Book: The Underground Railroad by Colson Whitehead
Recommended by: Hughes Ransom
Genre: Historical fiction
Synopsis that won't give away the plot:
Colson Whitehead’s journey to writing the Pulitzer Prize, National Book Award–winning novel The Underground Railroad is a lesson in empathy almost as powerful as the story he tells. Sixteen years ago, Whitehead had a simple idea, an idea many of us shared: What if the underground railroad was an actual railroad? Not a huge leap in logic, the idea seems easy to pursue. Usually, students think it is a real railroad before being swiftly corrected. However, Whitehead saw it as enormously complicated idea. The railroad meant confronting American slavery, facing the violence and devastation within it and experiencing the pain of his ancestors (his great–grandparents on his mother’s side were slaves). No story is just one idea, and he was not ready for this one.
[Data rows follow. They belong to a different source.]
use super::ApiError;
use crate::server::SharedState;
use axum::{
    extract::{Query, State},
    Json,
};
use guardian_proto::InferenceSettings;
use serde::{Deserialize, Serialize};
use tracing::instrument;

#[derive(Debug, Deserialize)]
pub struct EnabledQuery {
    enabled: bool,
}

#[derive(Debug, Deserialize)]
pub struct IntervalQuery {
    interval: i64,
}

#[derive(Serialize)]
pub struct WriteReply {
    accepted: bool,
    settings: Option<InferenceSettings>,
}

#[instrument(skip(state))]
pub async fn get_settings(State(state): State<SharedState>) -> Result<Json<InferenceSettings>, ApiError> {
    Ok(Json(state.settings.fetch_settings().await?))
}

#[instrument(skip(state))]
pub async fn set_enabled(
    State(state): State<SharedState>,
    Query(query): Query<EnabledQuery>,
) -> Result<Json<WriteReply>, ApiError> {
    let accepted = state.settings.set_enabled(query.enabled).await?;
    Ok(Json(WriteReply {
        accepted,
        settings: state.settings.cached(),
    }))
}

#[instrument(skip(state))]
pub async fn toggle(State(state): State<SharedState>) -> Result<Json<WriteReply>, ApiError> {
    let accepted = state.settings.toggle().await?;
    Ok(Json(WriteReply {
        accepted,
        settings: state.settings.cached(),
    }))
}

/// Out-of-range values are answered with 422 without reaching the backend.
#[instrument(skip(state))]
pub async fn set_interval(
    State(state): State<SharedState>,
    Query(query): Query<IntervalQuery>,
) -> Result<Json<WriteReply>, ApiError> {
    let accepted = state.settings.set_interval(query.interval).await?;
    Ok(Json(WriteReply {
        accepted,
        settings: state.settings.cached(),
    }))
}
use super::{CaptureBackend, CaptureError, CaptureStream, DeviceDescriptor, Resolution};
use image::RgbImage;
use opencv::{core::Mat, imgproc, prelude::*, videoio};

/// Local cameras addressed by OpenCV device index.
pub struct OpenCvBackend {
    scan_limit: i32,
}

impl OpenCvBackend {
    pub fn new(scan_limit: u32) -> Self {
        Self {
            scan_limit: scan_limit.max(1) as i32,
        }
    }
}

fn open_index(index: i32) -> opencv::Result<Option<videoio::VideoCapture>> {
    let capture = videoio::VideoCapture::new(index, videoio::CAP_ANY)?;
    if capture.is_opened()? {
        Ok(Some(capture))
    } else {
        Ok(None)
    }
}

impl CaptureBackend for OpenCvBackend {
    fn request_permission(&self) -> Result<Box<dyn CaptureStream>, CaptureError> {
        match open_index(0) {
            Ok(Some(capture)) => Ok(Box::new(OpenCvStream { capture })),
            Ok(None) => Err(CaptureError::PermissionDenied),
            Err(e) => {
                tracing::error!("Camera permission request failed: {:?}", e);
                Err(CaptureError::PermissionDenied)
            }
        }
    }

    fn enumerate(&self) -> Result<Vec<DeviceDescriptor>, CaptureError> {
        let mut devices = Vec::new();
        for index in 0..self.scan_limit {
            match open_index(index) {
                Ok(Some(mut capture)) => {
                    let _ = capture.release();
                    devices.push(DeviceDescriptor::new(index.to_string(), ""));
                }
                Ok(None) => {}
                Err(e) => {
                    return Err(CaptureError::EnumerationFailed(e.to_string()));
                }
            }
        }
        Ok(devices)
    }

    fn open(
        &self,
        device_id: &str,
        resolution: Resolution,
    ) -> Result<Box<dyn CaptureStream>, CaptureError> {
        let unavailable = |reason: String| CaptureError::DeviceUnavailable {
            device_id: device_id.to_string(),
            reason,
        };
        let index: i32 = device_id
            .parse()
            .map_err(|_| unavailable("not an OpenCV device index".into()))?;

        let mut capture = open_index(index)
            .map_err(|e| unavailable(e.to_string()))?
            .ok_or_else(|| unavailable("device could not be opened".into()))?;

        capture
            .set(videoio::CAP_PROP_FRAME_WIDTH, resolution.width as f64)
            .and_then(|_| capture.set(videoio::CAP_PROP_FRAME_HEIGHT, resolution.height as f64))
            .map_err(|e| unavailable(e.to_string()))?;

        Ok(Box::new(OpenCvStream { capture }))
    }
}

struct OpenCvStream {
    capture: videoio::VideoCapture,
}

impl CaptureStream for OpenCvStream {
    fn read(&mut self) -> Result<RgbImage, CaptureError> {
        let mut frame = Mat::default();
        let grabbed = self
            .capture
            .read(&mut frame)
            .map_err(|e| CaptureError::ReadFrameFailed(e.to_string()))?;
        if !grabbed || frame.empty() {
            return Err(CaptureError::ReadFrameFailed("empty frame".into()));
        }

        let mut rgb = Mat::default();
        imgproc::cvt_color_def(&frame, &mut rgb, imgproc::COLOR_BGR2RGB)
            .map_err(|e| CaptureError::ReadFrameFailed(e.to_string()))?;

        let (width, height) = (rgb.cols() as u32, rgb.rows() as u32);
        let data = rgb
            .data_bytes()
            .map_err(|e| CaptureError::ReadFrameFailed(e.to_string()))?
            .to_vec();

        RgbImage::from_raw(width, height, data)
            .ok_or_else(|| CaptureError::ReadFrameFailed("unexpected frame layout".into()))
    }

    fn stop(&mut self) {
        if let Err(e) = self.capture.release() {
            tracing::warn!("Failed to release camera: {:?}", e);
        }
    }
}
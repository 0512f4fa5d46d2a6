//! Wire types exchanged with the inference backend.
//!
//! Outbound frames are raw JPEG bytes and need no type here; inbound annotation
//! messages and the pose-settings resource are JSON and are modelled below.

mod annotation;
mod settings;

pub use annotation::{
    decode_annotation, Alert, AlertKind, AnnotationMessage, BoundingBox, Keypoint,
    MalformedAnnotation, Prediction, KEYPOINT_VISIBILITY_THRESHOLD, POSE_KEYPOINT_COUNT,
};
pub use settings::{
    FrameInterval, InferenceSettings, InvalidInterval, MAX_FRAME_INTERVAL, MIN_FRAME_INTERVAL,
};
Come September 2014, Whitehead had written seven novels, won a MacArthur fellowship, a Guggenheim fellowship and decided he was ready to begin his eighth novel, The Underground Novel. As he says in interviews, he was more mature, more knowledgeable and more empathetic. Finally, he was ready take on American slavery. He read primary slave accounts from the Works Progress Administration, Toni Morrison’s Beloved and other famous slave accounts like Harriet Jacob’s “Incidents in the Life of a Slave Girl”. Rising up to tell this story involved deep learning, personal reflection, humility and a true artist’s patience.
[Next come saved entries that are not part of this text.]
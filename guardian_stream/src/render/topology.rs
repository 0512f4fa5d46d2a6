/// Landmark pairs joined when drawing the 33-point pose skeleton.
pub const POSE_EDGES: [(usize, usize); 35] = [
    // face
    (0, 1),
    (1, 2),
    (2, 3),
    (3, 7),
    (0, 4),
    (4, 5),
    (5, 6),
    (6, 8),
    (9, 10),
    // shoulders and left arm
    (11, 12),
    (11, 13),
    (13, 15),
    (15, 17),
    (15, 19),
    (15, 21),
    (17, 19),
    // right arm
    (12, 14),
    (14, 16),
    (16, 18),
    (16, 20),
    (16, 22),
    (18, 20),
    // torso and legs
    (11, 23),
    (12, 24),
    (23, 24),
    (23, 25),
    (24, 26),
    (25, 27),
    (26, 28),
    (27, 29),
    (28, 30),
    (29, 31),
    (30, 32),
    (27, 31),
    (28, 32),
];

#[derive(Debug, Clone, Copy, PartialEq, Eq)]
pub enum JointRegion {
    FaceAndShoulders,
    Arm,
    Leg,
}

pub fn joint_region(index: usize) -> JointRegion {
    match index {
        0..=12 => JointRegion::FaceAndShoulders,
        13..=22 => JointRegion::Arm,
        _ => JointRegion::Leg,
    }
}
impl MonitoringSession {
    pub fn new(capture: Arc<CaptureSession>, settings: SessionSettings, metrics: Arc<Metrics>) -> Self {
        let capture_width = capture.resolution().width.max(1);
        let pump = FramePump::new(
            capture.clone(),
            settings.frame_interval,
            settings.jpeg_quality,
            metrics.clone(),
        );
        Self {
            inner: Arc::new(Inner {
                capture,
                pump,
                channel: Mutex::new(None),
                guard: Mutex::new(SessionGuard::new()),
                renderer: AnnotationRenderer::new(),
                canvas: OverlayCanvas::new(settings.display_width, settings.display_height),
                status: Mutex::new(SessionStatus::Idle),
                fps: Mutex::new(FpsCounter::new()),
                device: Mutex::new(None),
                events_task: Mutex::new(None),
                starting: tokio::sync::Mutex::new(()),
                generation: AtomicU64::new(0),
                stream_url: settings.stream_url,
                scale: settings.display_width as f32 / capture_width as f32,
                metrics,
            }),
        }
    }

    /// Starts monitoring `device_id`, ending any current session first.
    ///
    /// The camera is opened before the channel; a camera failure leaves the
    /// session closed with a camera status. Starts run one at a time; a newer
    /// start cancels the handshake of an older one.
    #[instrument(skip(self))]
    pub async fn start(&self, device_id: &str) -> Result<(), SessionError> {
        self.inner.teardown("device change");
        let _starting = self.inner.starting.lock().await;
        self.inner.teardown("device change");
        let generation = self.inner.generation.load(Ordering::SeqCst);

        if let Err(e) = self.inner.capture.start(device_id).await {
            tracing::error!("Camera failed: {}", e);
            self.inner.set_status(match e {
                CaptureError::PermissionDenied => SessionStatus::PermissionDenied,
                _ => SessionStatus::CameraError,
            });
            return Err(e.into());
        }

        // Shutdown or a newer start while the camera was opening.
        if self.inner.generation.load(Ordering::SeqCst) != generation {
            self.inner.capture.stop();
            return Err(SessionError::Superseded);
        }

        if let Err(e) = self.inner.guard.lock().step(GuardEvent::OpenRequested) {
            self.inner.capture.stop();
            return Err(e.into());
        }
        self.inner.set_status(SessionStatus::Connecting);
        self.inner.canvas.attach();
        *self.inner.device.lock() = Some(device_id.to_string());

        let generation = self.inner.generation.fetch_add(1, Ordering::SeqCst) + 1;
        let (events_tx, events_rx) = mpsc::unbounded_channel();
        let channel = Arc::new(TransportChannel::new(events_tx, self.inner.metrics.clone()));
        *self.inner.channel.lock() = Some(channel.clone());
        let task = tokio::spawn(run_events(Arc::downgrade(&self.inner), events_rx, generation));
        if let Some(previous) = self.inner.events_task.lock().replace(task) {
            previous.abort();
        }

        if let Err(e) = channel.open(&self.inner.stream_url).await {
            if self.inner.generation.load(Ordering::SeqCst) == generation {
                self.inner.set_status(SessionStatus::Error);
                self.inner.on_channel_lost(GuardEvent::ChannelErrored);
            }
            return Err(e.into());
        }
        Ok(())
    }

    /// First half of a guarded navigation. Leaving a session that is still
    /// connecting releases it right away.
    pub fn begin_navigation(&self, navigation: Navigation) -> Result<GuardAction, SessionError> {
        if navigation.is_host_level() {
            tracing::info!("Host-level leave attempt {:?}; the host may not wait", navigation);
        }
        let action = self
            .inner
            .guard
            .lock()
            .step(GuardEvent::NavigationAttempted(navigation))?;
        if let GuardAction::TeardownAndProceed(_) = action {
            self.inner.abandon();
        }
        Ok(action)
    }

    /// Second half: the operator's answer to the pending confirmation.
    pub fn resolve_navigation(&self, leave: bool) -> Result<GuardAction, SessionError> {
        let event = if leave {
            GuardEvent::LeaveConfirmed
        } else {
            GuardEvent::LeaveDeclined
        };
        let action = self.inner.guard.lock().step(event)?;
        if matches!(
            action,
            GuardAction::TeardownAndProceed(_) | GuardAction::Teardown
        ) {
            self.inner.abandon();
        }
        Ok(action)
    }

    /// Runs a navigation attempt to completion, asking `confirmation` when
    /// the session is being monitored.
    pub async fn navigate<C: LeaveConfirmation>(
        &self,
        navigation: Navigation,
        confirmation: &C,
    ) -> Result<NavigationOutcome, SessionError> {
        let pending = match self.begin_navigation(navigation)? {
            GuardAction::Proceed(navigation) | GuardAction::TeardownAndProceed(navigation) => {
                return Ok(NavigationOutcome::Proceed(navigation))
            }
            GuardAction::AwaitConfirmation(navigation) => navigation,
            _ => return Ok(NavigationOutcome::Blocked),
        };

        let leave = confirmation.confirm_leave(&pending).await;
        match self.resolve_navigation(leave) {
            Ok(GuardAction::TeardownAndProceed(navigation)) => Ok(NavigationOutcome::Proceed(navigation)),
            Ok(GuardAction::Revert(navigation)) => Ok(NavigationOutcome::Stayed(navigation)),
            Ok(_) => Ok(NavigationOutcome::Blocked),
            // The channel dropped while the operator was deciding.
            Err(SessionError::Guard(_)) if self.state() == SessionState::Closed => {
                Ok(NavigationOutcome::Proceed(pending))
            }
            Err(e) => Err(e),
        }
    }

    /// Releases everything and stops rendering for good.
    pub fn shutdown(&self) {
        self.inner.teardown("shutdown");
        self.inner.canvas.detach();
    }

    pub fn state(&self) -> SessionState {
        self.inner.guard.lock().state()
    }

    pub fn is_armed(&self) -> bool {
        self.inner.guard.lock().is_armed()
    }

    pub fn status(&self) -> SessionStatus {
        *self.inner.status.lock()
    }

    pub fn status_report(&self) -> StatusReport {
        let (state, armed, pending) = {
            let guard = self.inner.guard.lock();
            (guard.state(), guard.is_armed(), guard.pending().cloned())
        };
        StatusReport {
            state,
            status: self.status().to_string(),
            fps: self.inner.fps.lock().fps,
            device: self.inner.device.lock().clone(),
            channel: self.inner.channel.lock().as_ref().map(|c| c.state()),
            armed,
            pending,
            pump: self.inner.pump.stats(),
        }
    }

    pub fn overlay(&self) -> OverlayCanvas {
        self.inner.canvas.clone()
    }

    pub fn preview(&self) -> watch::Receiver<Option<PreviewFrame>> {
        self.inner.pump.preview()
    }

    /// Latest captured frame with the overlay blended on top.
    pub fn compose_preview(&self, font: Option<&FontArc>) -> Option<RgbImage> {
        let frame = self.inner.pump.preview().borrow().clone()?;
        let overlay = self.inner.canvas.rasterize(font);
        Some(composite(&frame, &overlay))
    }
}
Whitehead brings Cora, a runaway slave, to life as she flees her plantation in Georgia. She is at least a third–generation slave, as the book starts with stories of Cora’s grandmother, Ajarry, and her mother, Mabel, who also escaped the Georgia plantation. He captures the historical roots of slavery right off the bat and writes with heartrending accuracy. Tying in symbols such as ghosts, the full moon, families and others, he blends the fantastical with the matter–of–fact to unearth the devastating truth of American slavery. Mirroring the slave accounts he read before writing this, Whitehead writes the violence Cora endures with a steady and passive tone––rape, whippings and a caning that leaves her with a scar. And for all the terror inflicted on Cora, she sees much more happen to others. On the plantation, she sees runaways burned to death, hanged and whipped for entertainment. And she remembers every single one of them, which she calls “miseries on miseries.” How can one witness such horror and still have the bravery to run? Whitehead answers that simply: there’s nothing really to lose when you’re property.
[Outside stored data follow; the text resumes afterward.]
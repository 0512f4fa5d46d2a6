use super::ApiError;
use crate::{server::SharedState, session::StatusReport};
use axum::{
    extract::{Query, State},
    Json,
};
use serde::{Deserialize, Serialize};
use tracing::instrument;

#[derive(Debug, Deserialize)]
pub struct ListQuery {
    #[serde(default)]
    refresh: bool,
}

#[derive(Debug, Deserialize)]
pub struct SelectQuery {
    id: String,
}

#[derive(Serialize)]
pub struct DeviceEntry {
    id: String,
    label: String,
    display_name: String,
}

#[derive(Serialize)]
pub struct DeviceList {
    selected: Option<String>,
    devices: Vec<DeviceEntry>,
}

#[instrument(skip(state))]
pub async fn list_devices(
    State(state): State<SharedState>,
    Query(query): Query<ListQuery>,
) -> Result<Json<DeviceList>, ApiError> {
    let mut devices = state.registry.devices();
    if query.refresh || devices.is_empty() {
        devices = state.registry.list().await?;
    }

    let devices = devices
        .into_iter()
        .enumerate()
        .map(|(position, device)| DeviceEntry {
            display_name: device.display_name(position),
            id: device.id,
            label: device.label,
        })
        .collect();

    Ok(Json(DeviceList {
        selected: state.registry.selected(),
        devices,
    }))
}

/// Switching devices ends the current session before the new one starts.
#[instrument(skip(state))]
pub async fn select_device(
    State(state): State<SharedState>,
    Query(query): Query<SelectQuery>,
) -> Result<Json<StatusReport>, ApiError> {
    state.registry.select(query.id.clone());
    state.session.start(&query.id).await?;
    Ok(Json(state.session.status_report()))
}
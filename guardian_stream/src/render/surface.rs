use super::style::Color;
use ab_glyph::{FontArc, PxScale};
use guardian_proto::BoundingBox;
use image::{Rgba, RgbaImage};
use imageproc::{
    drawing::{draw_filled_circle_mut, draw_filled_rect_mut, draw_line_segment_mut, draw_text_mut},
    rect::Rect,
};
use std::path::Path;

const DASH: f32 = 8.0;
const GAP: f32 = 6.0;

const SYSTEM_FONTS: &[&str] = &[
    "/usr/share/fonts/truetype/dejavu/DejaVuSans.ttf",
    "/usr/share/fonts/TTF/DejaVuSans.ttf",
    "/usr/share/fonts/dejavu/DejaVuSans.ttf",
    "/Library/Fonts/Arial.ttf",
    "/System/Library/Fonts/Supplemental/Arial.ttf",
];

/// Drawing target for overlay operations. Coordinates are display pixels.
pub trait Surface {
    fn clear(&mut self);
    fn stroke_rect(&mut self, rect: &BoundingBox, color: Color, width: u32, dashed: bool);
    fn fill_rect(&mut self, rect: &BoundingBox, color: Color);
    fn text(&mut self, origin: (f32, f32), text: &str, color: Color, size: f32);
    fn line(&mut self, from: (f32, f32), to: (f32, f32), color: Color, width: u32);
    fn joint(&mut self, center: (f32, f32), radius: f32, color: Color);
}

/// Loads the configured font, falling back to common system locations.
pub fn load_font(path: Option<&Path>) -> Option<FontArc> {
    let candidates = path
        .into_iter()
        .map(Path::to_path_buf)
        .chain(SYSTEM_FONTS.iter().map(|p| Path::new(p).to_path_buf()));

    for candidate in candidates {
        let Ok(data) = std::fs::read(&candidate) else {
            continue;
        };
        match FontArc::try_from_vec(data) {
            Ok(font) => {
                tracing::info!("Loaded overlay font {}", candidate.display());
                return Some(font);
            }
            Err(e) => tracing::warn!("Unusable font {}: {}", candidate.display(), e),
        }
    }
    tracing::warn!("No overlay font found, label text will not be drawn");
    None
}

/// Transparent RGBA buffer; untouched pixels keep alpha 0 so the overlay
/// can be blended over a video frame.
pub struct RasterSurface<'a> {
    image: RgbaImage,
    font: Option<&'a FontArc>,
}

impl<'a> RasterSurface<'a> {
    pub fn new(width: u32, height: u32, font: Option<&'a FontArc>) -> Self {
        Self {
            image: RgbaImage::new(width.max(1), height.max(1)),
            font,
        }
    }

    pub fn into_image(self) -> RgbaImage {
        self.image
    }

    /// Visible area plus a stroke-width margin; geometry outside it is cut
    /// away before it reaches the rasteriser.
    fn clip_bounds(&self, width: u32) -> [f64; 4] {
        let margin = width as f64 + 1.0;
        [
            -margin,
            -margin,
            self.image.width() as f64 + margin,
            self.image.height() as f64 + margin,
        ]
    }

    fn segment(&mut self, from: (f32, f32), to: (f32, f32), color: Color, width: u32) {
        let Some((t0, t1)) = clip_segment(from, to, self.clip_bounds(width)) else {
            return;
        };
        let (x0, y0) = (from.0 as f64, from.1 as f64);
        let (dx, dy) = (to.0 as f64 - x0, to.1 as f64 - y0);
        let from = ((x0 + dx * t0) as f32, (y0 + dy * t0) as f32);
        let to = ((x0 + dx * t1) as f32, (y0 + dy * t1) as f32);

        let pixel = rgba(color);
        let horizontal = dx.abs() >= dy.abs();
        let half = width as f32 / 2.0;
        for step in 0..width.max(1) {
            let offset = step as f32 - half + 0.5;
            let (start, end) = if horizontal {
                ((from.0, from.1 + offset), (to.0, to.1 + offset))
            } else {
                ((from.0 + offset, from.1), (to.0 + offset, to.1))
            };
            draw_line_segment_mut(&mut self.image, start, end, pixel);
        }
    }

    /// Dash phase is measured from `from`, so clipping never shifts the
    /// pattern.
    fn dashed_segment(&mut self, from: (f32, f32), to: (f32, f32), color: Color, width: u32) {
        let Some((t0, t1)) = clip_segment(from, to, self.clip_bounds(width)) else {
            return;
        };
        let (x0, y0) = (from.0 as f64, from.1 as f64);
        let (dx, dy) = (to.0 as f64 - x0, to.1 as f64 - y0);
        let length = (dx * dx + dy * dy).sqrt();
        if length == 0.0 {
            return;
        }
        let (ux, uy) = (dx / length, dy / length);
        let period = (DASH + GAP) as f64;
        let (visible_start, visible_end) = (t0 * length, t1 * length);

        let mut dash_start = (visible_start / period).floor() * period;
        while dash_start < visible_end {
            let start = dash_start.max(visible_start);
            let end = (dash_start + DASH as f64).min(visible_end);
            if start < end {
                self.segment(
                    ((x0 + ux * start) as f32, (y0 + uy * start) as f32),
                    ((x0 + ux * end) as f32, (y0 + uy * end) as f32),
                    color,
                    width,
                );
            }
            dash_start += period;
        }
    }
}

/// Liang-Barsky clip of `from..to` against `[min_x, min_y, max_x, max_y]`.
/// Returns the kept range of the segment parameter, or `None` when nothing
/// is inside.
fn clip_segment(from: (f32, f32), to: (f32, f32), bounds: [f64; 4]) -> Option<(f64, f64)> {
    let [min_x, min_y, max_x, max_y] = bounds;
    let (x0, y0) = (from.0 as f64, from.1 as f64);
    let (dx, dy) = (to.0 as f64 - x0, to.1 as f64 - y0);
    let mut t0 = 0.0f64;
    let mut t1 = 1.0f64;
    for (p, q) in [
        (-dx, x0 - min_x),
        (dx, max_x - x0),
        (-dy, y0 - min_y),
        (dy, max_y - y0),
    ] {
        if p == 0.0 {
            if q < 0.0 {
                return None;
            }
            continue;
        }
        let r = q / p;
        if p < 0.0 {
            if r > t1 {
                return None;
            }
            t0 = t0.max(r);
        } else {
            if r < t0 {
                return None;
            }
            t1 = t1.min(r);
        }
    }
    Some((t0, t1))
}

fn rgba(color: Color) -> Rgba<u8> {
    Rgba([color.r, color.g, color.b, 255])
}

impl Surface for RasterSurface<'_> {
    fn clear(&mut self) {
        for pixel in self.image.pixels_mut() {
            *pixel = Rgba([0, 0, 0, 0]);
        }
    }

    fn stroke_rect(&mut self, rect: &BoundingBox, color: Color, width: u32, dashed: bool) {
        let [x1, y1, x2, y2] = rect.corners();
        let edges = [
            ((x1, y1), (x2, y1)),
            ((x2, y1), (x2, y2)),
            ((x2, y2), (x1, y2)),
            ((x1, y2), (x1, y1)),
        ];
        for (from, to) in edges {
            if dashed {
                self.dashed_segment(from, to, color, width);
            } else {
                self.segment(from, to, color, width);
            }
        }
    }

    fn fill_rect(&mut self, rect: &BoundingBox, color: Color) {
        let (width, height) = (self.image.width() as f32, self.image.height() as f32);
        let x1 = rect.x1.round().clamp(0.0, width);
        let y1 = rect.y1.round().clamp(0.0, height);
        let x2 = rect.x2.round().clamp(0.0, width).max(x1 + 1.0);
        let y2 = rect.y2.round().clamp(0.0, height).max(y1 + 1.0);
        if x1 >= width || y1 >= height || rect.x2 < 0.0 || rect.y2 < 0.0 {
            return;
        }
        let area = Rect::at(x1 as i32, y1 as i32).of_size((x2 - x1) as u32, (y2 - y1) as u32);
        draw_filled_rect_mut(&mut self.image, area, rgba(color));
    }

    fn text(&mut self, origin: (f32, f32), text: &str, color: Color, size: f32) {
        let Some(font) = self.font else {
            return;
        };
        draw_text_mut(
            &mut self.image,
            rgba(color),
            origin.0.round() as i32,
            origin.1.round() as i32,
            PxScale::from(size),
            font,
            text,
        );
    }

    fn line(&mut self, from: (f32, f32), to: (f32, f32), color: Color, width: u32) {
        self.segment(from, to, color, width);
    }

    fn joint(&mut self, center: (f32, f32), radius: f32, color: Color) {
        draw_filled_circle_mut(
            &mut self.image,
            (center.0.round() as i32, center.1.round() as i32),
            radius.round().max(1.0) as i32,
            rgba(color),
        );
    }
}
Line that tickled your eyeballs:
“The other patrollers were boys and men of bad character; the work attracted a type. In another country they would have been criminals, but this was America.”
Who you'd recommend it to:
People who want to read a modern classic of literature (our kids will be readin’ this in English).
Why it's your summer pick:
I know, summer books are supposed to be light, easy to read and fun. This book isn’t, but I chose it as my summer pick because of how necessary it is. Be ready, because the lessons of this book are grim. While I read, I was constantly reminded of the horrors of slavery, and constantly called to reflect on my own role in them. I would be hard pressed to find lessons that are more relevant to American race relations today. Whitehead describes a freed slave being stopped on the roads purely for being black, resembling modern day stop–and–frisk. Cora is placed in a museum exhibit inaccurately tells the story of the slave ship and the plantation, bringing to mind debates surrounding high school American history courses today. In teaching them, Whitehead hides nothing, using each word in each sentence to its maximum potential. At the end of each chapter, I sighed loudly, debating internally whether I could handle another 20 pages.
To this day, I still don’t know how I handled this book, but I am overwhelmingly glad that I read it. The Underground Railroad is a book that will be read in schools for year to come, and I would not have it any other way. It paints so vividly a world that forgets black lives matter every single day, and that message begs to be shared. The saddest part is the eternity of it all. Cora is a character people will never forget. Becoming truly free from the plantation life is a goal that may never be reached. Slavery is an institution that will never be lived down. But Whitehead at least encourages us to recognize those facts.
Where you're reading it:
I’m in Washington DC for the summer, so reading about the dark history of the US is fitting. Walking by the monuments, the Capitol building and the White House seduces me to the point that I sometimes forget the role slavery played in it all. Books like these serve as necessary reminders of that role.